● INPUT MATERIAL
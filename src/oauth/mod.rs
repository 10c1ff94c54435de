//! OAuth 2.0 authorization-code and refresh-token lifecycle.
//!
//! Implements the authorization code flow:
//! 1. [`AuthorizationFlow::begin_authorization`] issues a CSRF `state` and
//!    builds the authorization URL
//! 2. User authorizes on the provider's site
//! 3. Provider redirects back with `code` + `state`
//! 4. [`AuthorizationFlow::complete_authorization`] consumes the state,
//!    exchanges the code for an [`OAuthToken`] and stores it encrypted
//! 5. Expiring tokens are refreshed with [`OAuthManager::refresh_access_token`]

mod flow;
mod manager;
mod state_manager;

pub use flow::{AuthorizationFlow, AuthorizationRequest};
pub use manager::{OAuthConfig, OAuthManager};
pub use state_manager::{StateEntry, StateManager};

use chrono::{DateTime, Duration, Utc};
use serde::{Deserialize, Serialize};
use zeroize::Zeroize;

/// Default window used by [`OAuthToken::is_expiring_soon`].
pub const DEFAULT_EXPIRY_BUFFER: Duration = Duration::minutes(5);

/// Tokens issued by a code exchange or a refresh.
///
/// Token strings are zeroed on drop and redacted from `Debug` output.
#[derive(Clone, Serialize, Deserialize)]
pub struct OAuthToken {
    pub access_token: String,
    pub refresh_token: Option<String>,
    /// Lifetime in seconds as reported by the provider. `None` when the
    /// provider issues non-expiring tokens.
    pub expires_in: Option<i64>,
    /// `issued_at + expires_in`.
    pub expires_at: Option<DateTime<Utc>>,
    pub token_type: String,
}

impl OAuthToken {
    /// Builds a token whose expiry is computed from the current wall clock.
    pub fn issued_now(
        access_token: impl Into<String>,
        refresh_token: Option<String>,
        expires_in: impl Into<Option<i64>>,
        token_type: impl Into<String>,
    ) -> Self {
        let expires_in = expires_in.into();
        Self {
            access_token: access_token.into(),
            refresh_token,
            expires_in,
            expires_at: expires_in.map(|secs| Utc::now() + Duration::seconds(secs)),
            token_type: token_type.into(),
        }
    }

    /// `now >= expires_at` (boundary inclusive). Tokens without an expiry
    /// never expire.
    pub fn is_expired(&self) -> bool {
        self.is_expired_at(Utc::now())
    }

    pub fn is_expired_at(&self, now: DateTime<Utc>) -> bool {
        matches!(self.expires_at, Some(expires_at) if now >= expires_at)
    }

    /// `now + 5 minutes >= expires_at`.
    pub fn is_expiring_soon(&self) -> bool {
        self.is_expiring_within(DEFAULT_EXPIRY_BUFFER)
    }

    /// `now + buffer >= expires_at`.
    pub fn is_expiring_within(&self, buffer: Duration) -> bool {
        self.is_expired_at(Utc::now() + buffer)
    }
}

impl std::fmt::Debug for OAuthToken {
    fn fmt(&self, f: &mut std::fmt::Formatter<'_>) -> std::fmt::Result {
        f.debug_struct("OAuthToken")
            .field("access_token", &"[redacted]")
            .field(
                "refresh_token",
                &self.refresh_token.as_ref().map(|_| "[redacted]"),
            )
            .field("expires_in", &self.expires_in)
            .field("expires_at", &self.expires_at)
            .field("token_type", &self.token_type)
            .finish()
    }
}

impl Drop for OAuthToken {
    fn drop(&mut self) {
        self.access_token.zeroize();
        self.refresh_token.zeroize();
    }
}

● TASK GOAL
The word is "Duration". Copy every line above where it appears.

● ANSWER TO THIS PROBLEM
use chrono::{DateTime, Duration, Utc};
pub const DEFAULT_EXPIRY_BUFFER: Duration = Duration::minutes(5);
            expires_at: expires_in.map(|secs| Utc::now() + Duration::seconds(secs)),
    pub fn is_expiring_within(&self, buffer: Duration) -> bool {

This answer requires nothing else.